• To do
Take the lines from the beginning of the data below through the line holding "from the object's reported" and return exactly those.
——————
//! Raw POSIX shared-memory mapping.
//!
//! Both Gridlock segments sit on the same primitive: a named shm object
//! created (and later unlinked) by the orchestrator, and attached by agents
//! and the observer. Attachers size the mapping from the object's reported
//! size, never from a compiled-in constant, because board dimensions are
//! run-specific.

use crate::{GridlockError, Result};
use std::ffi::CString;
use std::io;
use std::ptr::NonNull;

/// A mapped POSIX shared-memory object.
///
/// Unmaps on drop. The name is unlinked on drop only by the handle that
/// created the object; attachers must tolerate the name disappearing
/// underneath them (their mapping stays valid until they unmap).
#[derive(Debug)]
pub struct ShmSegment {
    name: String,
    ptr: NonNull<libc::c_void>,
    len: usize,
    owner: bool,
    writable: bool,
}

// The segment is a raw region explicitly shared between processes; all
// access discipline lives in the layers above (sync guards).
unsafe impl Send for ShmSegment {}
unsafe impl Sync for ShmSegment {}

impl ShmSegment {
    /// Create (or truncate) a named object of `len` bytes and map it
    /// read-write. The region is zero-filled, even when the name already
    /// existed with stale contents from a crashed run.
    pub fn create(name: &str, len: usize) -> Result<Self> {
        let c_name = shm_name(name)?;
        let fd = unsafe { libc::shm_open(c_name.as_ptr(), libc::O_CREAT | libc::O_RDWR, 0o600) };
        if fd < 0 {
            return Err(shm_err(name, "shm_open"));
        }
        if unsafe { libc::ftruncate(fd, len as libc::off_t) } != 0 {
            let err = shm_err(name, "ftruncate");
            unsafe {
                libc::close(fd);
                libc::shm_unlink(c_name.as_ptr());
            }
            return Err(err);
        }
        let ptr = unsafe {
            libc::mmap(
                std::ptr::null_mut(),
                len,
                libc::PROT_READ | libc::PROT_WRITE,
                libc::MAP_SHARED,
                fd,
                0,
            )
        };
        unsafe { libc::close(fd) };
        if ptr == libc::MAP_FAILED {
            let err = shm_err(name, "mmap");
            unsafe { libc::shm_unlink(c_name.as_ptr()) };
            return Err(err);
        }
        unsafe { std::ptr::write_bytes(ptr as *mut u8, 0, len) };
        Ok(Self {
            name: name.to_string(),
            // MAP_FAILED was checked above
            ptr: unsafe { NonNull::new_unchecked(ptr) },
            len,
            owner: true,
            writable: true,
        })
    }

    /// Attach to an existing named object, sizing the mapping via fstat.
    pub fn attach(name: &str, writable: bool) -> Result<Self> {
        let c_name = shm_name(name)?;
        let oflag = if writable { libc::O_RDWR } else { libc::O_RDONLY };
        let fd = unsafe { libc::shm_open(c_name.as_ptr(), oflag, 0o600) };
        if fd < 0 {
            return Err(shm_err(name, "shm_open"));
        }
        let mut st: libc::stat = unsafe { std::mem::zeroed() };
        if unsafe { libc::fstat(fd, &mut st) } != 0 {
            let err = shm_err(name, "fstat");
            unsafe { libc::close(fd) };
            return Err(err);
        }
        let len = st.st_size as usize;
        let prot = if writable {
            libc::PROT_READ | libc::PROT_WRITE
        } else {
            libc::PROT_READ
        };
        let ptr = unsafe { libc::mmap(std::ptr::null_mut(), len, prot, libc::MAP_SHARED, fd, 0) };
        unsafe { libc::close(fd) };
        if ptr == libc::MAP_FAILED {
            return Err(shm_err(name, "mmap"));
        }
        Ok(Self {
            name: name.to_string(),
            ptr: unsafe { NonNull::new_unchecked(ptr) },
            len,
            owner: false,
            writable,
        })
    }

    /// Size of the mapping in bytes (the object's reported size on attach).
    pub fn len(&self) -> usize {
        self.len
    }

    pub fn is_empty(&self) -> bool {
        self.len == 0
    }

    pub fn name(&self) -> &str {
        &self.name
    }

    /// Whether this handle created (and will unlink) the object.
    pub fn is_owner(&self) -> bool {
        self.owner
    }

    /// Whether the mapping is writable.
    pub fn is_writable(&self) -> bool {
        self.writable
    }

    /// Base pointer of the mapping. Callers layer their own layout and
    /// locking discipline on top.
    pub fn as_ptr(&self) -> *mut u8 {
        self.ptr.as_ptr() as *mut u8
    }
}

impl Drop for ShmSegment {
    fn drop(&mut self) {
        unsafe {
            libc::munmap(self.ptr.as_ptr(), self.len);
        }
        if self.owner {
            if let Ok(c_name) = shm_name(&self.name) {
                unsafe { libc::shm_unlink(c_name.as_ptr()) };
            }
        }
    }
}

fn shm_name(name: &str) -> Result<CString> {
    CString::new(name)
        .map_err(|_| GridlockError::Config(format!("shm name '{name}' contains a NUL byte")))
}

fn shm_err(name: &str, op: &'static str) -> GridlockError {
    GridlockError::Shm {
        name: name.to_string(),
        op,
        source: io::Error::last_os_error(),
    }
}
——————
• Answer
//! Raw POSIX shared-memory mapping.
//!
//! Both Gridlock segments sit on the same primitive: a named shm object
//! created (and later unlinked) by the orchestrator, and attached by agents
//! and the observer. Attachers size the mapping from the object's reported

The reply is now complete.